→ **DATA SUPPLIED**

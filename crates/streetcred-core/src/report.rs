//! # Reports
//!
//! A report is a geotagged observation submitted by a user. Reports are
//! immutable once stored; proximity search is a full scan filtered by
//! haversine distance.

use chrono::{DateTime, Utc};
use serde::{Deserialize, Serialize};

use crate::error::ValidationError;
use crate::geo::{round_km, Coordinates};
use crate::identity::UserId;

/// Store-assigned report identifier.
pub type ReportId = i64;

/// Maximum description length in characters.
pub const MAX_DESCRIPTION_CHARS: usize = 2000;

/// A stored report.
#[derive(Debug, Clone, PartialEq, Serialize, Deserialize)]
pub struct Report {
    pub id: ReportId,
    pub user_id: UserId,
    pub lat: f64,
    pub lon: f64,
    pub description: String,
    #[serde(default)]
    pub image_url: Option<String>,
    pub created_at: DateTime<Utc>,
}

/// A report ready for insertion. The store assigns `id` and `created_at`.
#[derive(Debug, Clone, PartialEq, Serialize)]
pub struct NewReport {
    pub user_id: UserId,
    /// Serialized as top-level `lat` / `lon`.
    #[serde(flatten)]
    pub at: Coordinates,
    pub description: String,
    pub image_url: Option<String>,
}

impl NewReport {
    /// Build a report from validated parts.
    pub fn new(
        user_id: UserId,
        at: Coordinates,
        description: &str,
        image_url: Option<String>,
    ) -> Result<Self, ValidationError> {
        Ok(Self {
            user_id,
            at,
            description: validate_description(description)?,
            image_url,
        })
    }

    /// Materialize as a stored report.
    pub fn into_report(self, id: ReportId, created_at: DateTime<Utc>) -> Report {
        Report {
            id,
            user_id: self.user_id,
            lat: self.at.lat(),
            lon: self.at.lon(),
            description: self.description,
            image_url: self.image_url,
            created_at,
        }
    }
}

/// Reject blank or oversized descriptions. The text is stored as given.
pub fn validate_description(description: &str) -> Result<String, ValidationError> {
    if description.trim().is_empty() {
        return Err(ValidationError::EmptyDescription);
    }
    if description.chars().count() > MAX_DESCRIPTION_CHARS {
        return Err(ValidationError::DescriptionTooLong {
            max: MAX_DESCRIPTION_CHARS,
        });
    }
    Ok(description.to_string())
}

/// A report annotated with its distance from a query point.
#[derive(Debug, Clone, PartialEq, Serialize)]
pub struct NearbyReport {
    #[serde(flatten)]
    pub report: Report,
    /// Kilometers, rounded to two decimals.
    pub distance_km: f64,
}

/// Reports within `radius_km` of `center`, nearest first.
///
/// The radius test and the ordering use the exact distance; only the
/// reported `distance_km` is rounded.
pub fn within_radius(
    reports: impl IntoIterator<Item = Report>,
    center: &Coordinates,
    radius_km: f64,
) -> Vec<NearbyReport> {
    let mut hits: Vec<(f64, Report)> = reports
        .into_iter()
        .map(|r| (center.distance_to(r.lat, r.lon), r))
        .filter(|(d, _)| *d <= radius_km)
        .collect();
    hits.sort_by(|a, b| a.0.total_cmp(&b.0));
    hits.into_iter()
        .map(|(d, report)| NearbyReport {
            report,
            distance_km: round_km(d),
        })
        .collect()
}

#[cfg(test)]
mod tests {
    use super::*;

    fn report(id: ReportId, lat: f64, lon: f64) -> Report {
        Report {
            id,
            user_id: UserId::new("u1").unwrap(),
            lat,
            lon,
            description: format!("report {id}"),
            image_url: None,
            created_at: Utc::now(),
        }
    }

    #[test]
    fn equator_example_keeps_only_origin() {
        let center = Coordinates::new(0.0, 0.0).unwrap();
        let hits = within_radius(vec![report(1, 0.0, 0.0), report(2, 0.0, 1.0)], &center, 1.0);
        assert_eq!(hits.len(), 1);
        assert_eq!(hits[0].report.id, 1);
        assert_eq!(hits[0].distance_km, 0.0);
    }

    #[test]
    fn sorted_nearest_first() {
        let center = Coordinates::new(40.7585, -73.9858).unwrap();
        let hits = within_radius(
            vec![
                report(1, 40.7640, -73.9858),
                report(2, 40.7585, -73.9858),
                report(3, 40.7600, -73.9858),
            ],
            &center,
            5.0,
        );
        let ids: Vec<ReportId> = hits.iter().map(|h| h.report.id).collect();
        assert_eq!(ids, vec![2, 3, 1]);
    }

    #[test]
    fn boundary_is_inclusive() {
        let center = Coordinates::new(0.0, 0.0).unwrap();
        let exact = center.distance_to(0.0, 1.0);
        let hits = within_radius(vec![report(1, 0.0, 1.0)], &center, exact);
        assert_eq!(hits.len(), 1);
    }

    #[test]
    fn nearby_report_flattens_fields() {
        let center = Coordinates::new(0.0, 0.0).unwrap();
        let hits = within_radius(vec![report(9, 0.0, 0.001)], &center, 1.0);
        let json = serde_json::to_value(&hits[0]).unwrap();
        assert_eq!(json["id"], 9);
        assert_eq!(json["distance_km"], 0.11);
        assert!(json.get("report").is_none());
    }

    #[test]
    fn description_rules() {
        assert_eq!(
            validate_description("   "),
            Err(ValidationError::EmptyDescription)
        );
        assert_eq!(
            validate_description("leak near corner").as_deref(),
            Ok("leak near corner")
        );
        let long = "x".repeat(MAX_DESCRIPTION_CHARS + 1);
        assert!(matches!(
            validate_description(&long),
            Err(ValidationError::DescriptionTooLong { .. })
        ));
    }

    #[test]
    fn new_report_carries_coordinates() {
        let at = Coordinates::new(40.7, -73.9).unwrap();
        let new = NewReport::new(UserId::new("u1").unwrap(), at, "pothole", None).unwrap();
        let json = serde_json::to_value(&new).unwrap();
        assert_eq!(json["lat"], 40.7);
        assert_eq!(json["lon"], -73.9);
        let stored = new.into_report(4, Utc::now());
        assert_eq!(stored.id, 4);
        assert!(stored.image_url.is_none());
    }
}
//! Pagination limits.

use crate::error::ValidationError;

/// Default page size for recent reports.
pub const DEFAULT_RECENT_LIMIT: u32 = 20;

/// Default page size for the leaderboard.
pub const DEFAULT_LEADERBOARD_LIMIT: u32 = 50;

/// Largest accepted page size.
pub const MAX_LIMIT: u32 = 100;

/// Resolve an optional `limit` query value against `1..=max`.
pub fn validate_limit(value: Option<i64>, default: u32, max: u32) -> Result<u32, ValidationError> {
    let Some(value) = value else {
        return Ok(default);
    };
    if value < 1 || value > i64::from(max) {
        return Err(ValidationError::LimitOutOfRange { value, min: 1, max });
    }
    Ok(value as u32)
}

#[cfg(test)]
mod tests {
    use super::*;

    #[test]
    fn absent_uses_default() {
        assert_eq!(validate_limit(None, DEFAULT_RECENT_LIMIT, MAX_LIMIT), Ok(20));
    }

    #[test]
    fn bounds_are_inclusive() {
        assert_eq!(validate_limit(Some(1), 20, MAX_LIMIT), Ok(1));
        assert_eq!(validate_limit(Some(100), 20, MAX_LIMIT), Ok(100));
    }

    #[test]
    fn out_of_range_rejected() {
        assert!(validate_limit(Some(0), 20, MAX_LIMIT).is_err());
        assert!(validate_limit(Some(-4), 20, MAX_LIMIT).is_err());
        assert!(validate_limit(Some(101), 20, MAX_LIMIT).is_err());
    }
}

→ **TASK TO CARRY OUT**
Would you be able to transcribe every line of the data exactly?

→ **EXPECTED ANSWER**
filename crates/streetcred-core/src/report.rs
//! # Reports
//!
//! A report is a geotagged observation submitted by a user. Reports are
//! immutable once stored; proximity search is a full scan filtered by
//! haversine distance.

use chrono::{DateTime, Utc};
use serde::{Deserialize, Serialize};

use crate::error::ValidationError;
use crate::geo::{round_km, Coordinates};
use crate::identity::UserId;

/// Store-assigned report identifier.
pub type ReportId = i64;

/// Maximum description length in characters.
pub const MAX_DESCRIPTION_CHARS: usize = 2000;

/// A stored report.
#[derive(Debug, Clone, PartialEq, Serialize, Deserialize)]
pub struct Report {
    pub id: ReportId,
    pub user_id: UserId,
    pub lat: f64,
    pub lon: f64,
    pub description: String,
    #[serde(default)]
    pub image_url: Option<String>,
    pub created_at: DateTime<Utc>,
}

/// A report ready for insertion. The store assigns `id` and `created_at`.
#[derive(Debug, Clone, PartialEq, Serialize)]
pub struct NewReport {
    pub user_id: UserId,
    /// Serialized as top-level `lat` / `lon`.
    #[serde(flatten)]
    pub at: Coordinates,
    pub description: String,
    pub image_url: Option<String>,
}

impl NewReport {
    /// Build a report from validated parts.
    pub fn new(
        user_id: UserId,
        at: Coordinates,
        description: &str,
        image_url: Option<String>,
    ) -> Result<Self, ValidationError> {
        Ok(Self {
            user_id,
            at,
            description: validate_description(description)?,
            image_url,
        })
    }

    /// Materialize as a stored report.
    pub fn into_report(self, id: ReportId, created_at: DateTime<Utc>) -> Report {
        Report {
            id,
            user_id: self.user_id,
            lat: self.at.lat(),
            lon: self.at.lon(),
            description: self.description,
            image_url: self.image_url,
            created_at,
        }
    }
}

/// Reject blank or oversized descriptions. The text is stored as given.
pub fn validate_description(description: &str) -> Result<String, ValidationError> {
    if description.trim().is_empty() {
        return Err(ValidationError::EmptyDescription);
    }
    if description.chars().count() > MAX_DESCRIPTION_CHARS {
        return Err(ValidationError::DescriptionTooLong {
            max: MAX_DESCRIPTION_CHARS,
        });
    }
    Ok(description.to_string())
}

/// A report annotated with its distance from a query point.
#[derive(Debug, Clone, PartialEq, Serialize)]
pub struct NearbyReport {
    #[serde(flatten)]
    pub report: Report,
    /// Kilometers, rounded to two decimals.
    pub distance_km: f64,
}

/// Reports within `radius_km` of `center`, nearest first.
///
/// The radius test and the ordering use the exact distance; only the
/// reported `distance_km` is rounded.
pub fn within_radius(
    reports: impl IntoIterator<Item = Report>,
    center: &Coordinates,
    radius_km: f64,
) -> Vec<NearbyReport> {
    let mut hits: Vec<(f64, Report)> = reports
        .into_iter()
        .map(|r| (center.distance_to(r.lat, r.lon), r))
        .filter(|(d, _)| *d <= radius_km)
        .collect();
    hits.sort_by(|a, b| a.0.total_cmp(&b.0));
    hits.into_iter()
        .map(|(d, report)| NearbyReport {
            report,
            distance_km: round_km(d),
        })
        .collect()
}

#[cfg(test)]
mod tests {
    use super::*;

    fn report(id: ReportId, lat: f64, lon: f64) -> Report {
        Report {
            id,
            user_id: UserId::new("u1").unwrap(),
            lat,
            lon,
            description: format!("report {id}"),
            image_url: None,
            created_at: Utc::now(),
        }
    }

    #[test]
    fn equator_example_keeps_only_origin() {
        let center = Coordinates::new(0.0, 0.0).unwrap();
        let hits = within_radius(vec![report(1, 0.0, 0.0), report(2, 0.0, 1.0)], &center, 1.0);
        assert_eq!(hits.len(), 1);
        assert_eq!(hits[0].report.id, 1);
        assert_eq!(hits[0].distance_km, 0.0);
    }

    #[test]
    fn sorted_nearest_first() {
        let center = Coordinates::new(40.7585, -73.9858).unwrap();
        let hits = within_radius(
            vec![
                report(1, 40.7640, -73.9858),
                report(2, 40.7585, -73.9858),
                report(3, 40.7600, -73.9858),
            ],
            &center,
            5.0,
        );
        let ids: Vec<ReportId> = hits.iter().map(|h| h.report.id).collect();
        assert_eq!(ids, vec![2, 3, 1]);
    }

    #[test]
    fn boundary_is_inclusive() {
        let center = Coordinates::new(0.0, 0.0).unwrap();
        let exact = center.distance_to(0.0, 1.0);
        let hits = within_radius(vec![report(1, 0.0, 1.0)], &center, exact);
        assert_eq!(hits.len(), 1);
    }

    #[test]
    fn nearby_report_flattens_fields() {
        let center = Coordinates::new(0.0, 0.0).unwrap();
        let hits = within_radius(vec![report(9, 0.0, 0.001)], &center, 1.0);
        let json = serde_json::to_value(&hits[0]).unwrap();
        assert_eq!(json["id"], 9);
        assert_eq!(json["distance_km"], 0.11);
        assert!(json.get("report").is_none());
    }

    #[test]
    fn description_rules() {
        assert_eq!(
            validate_description("   "),
            Err(ValidationError::EmptyDescription)
        );
        assert_eq!(
            validate_description("leak near corner").as_deref(),
            Ok("leak near corner")
        );
        let long = "x".repeat(MAX_DESCRIPTION_CHARS + 1);
        assert!(matches!(
            validate_description(&long),
            Err(ValidationError::DescriptionTooLong { .. })
        ));
    }

    #[test]
    fn new_report_carries_coordinates() {
        let at = Coordinates::new(40.7, -73.9).unwrap();
        let new = NewReport::new(UserId::new("u1").unwrap(), at, "pothole", None).unwrap();
        let json = serde_json::to_value(&new).unwrap();
        assert_eq!(json["lat"], 40.7);
        assert_eq!(json["lon"], -73.9);
        let stored = new.into_report(4, Utc::now());
        assert_eq!(stored.id, 4);
        assert!(stored.image_url.is_none());
    }
}
//! Pagination limits.

use crate::error::ValidationError;

/// Default page size for recent reports.
pub const DEFAULT_RECENT_LIMIT: u32 = 20;

/// Default page size for the leaderboard.
pub const DEFAULT_LEADERBOARD_LIMIT: u32 = 50;

/// Largest accepted page size.
pub const MAX_LIMIT: u32 = 100;

/// Resolve an optional `limit` query value against `1..=max`.
pub fn validate_limit(value: Option<i64>, default: u32, max: u32) -> Result<u32, ValidationError> {
    let Some(value) = value else {
        return Ok(default);
    };
    if value < 1 || value > i64::from(max) {
        return Err(ValidationError::LimitOutOfRange { value, min: 1, max });
    }
    Ok(value as u32)
}

#[cfg(test)]
mod tests {
    use super::*;

    #[test]
    fn absent_uses_default() {
        assert_eq!(validate_limit(None, DEFAULT_RECENT_LIMIT, MAX_LIMIT), Ok(20));
    }

    #[test]
    fn bounds_are_inclusive() {
        assert_eq!(validate_limit(Some(1), 20, MAX_LIMIT), Ok(1));
        assert_eq!(validate_limit(Some(100), 20, MAX_LIMIT), Ok(100));
    }

    #[test]
    fn out_of_range_rejected() {
        assert!(validate_limit(Some(0), 20, MAX_LIMIT).is_err());
        assert!(validate_limit(Some(-4), 20, MAX_LIMIT).is_err());
        assert!(validate_limit(Some(101), 20, MAX_LIMIT).is_err());
    }
}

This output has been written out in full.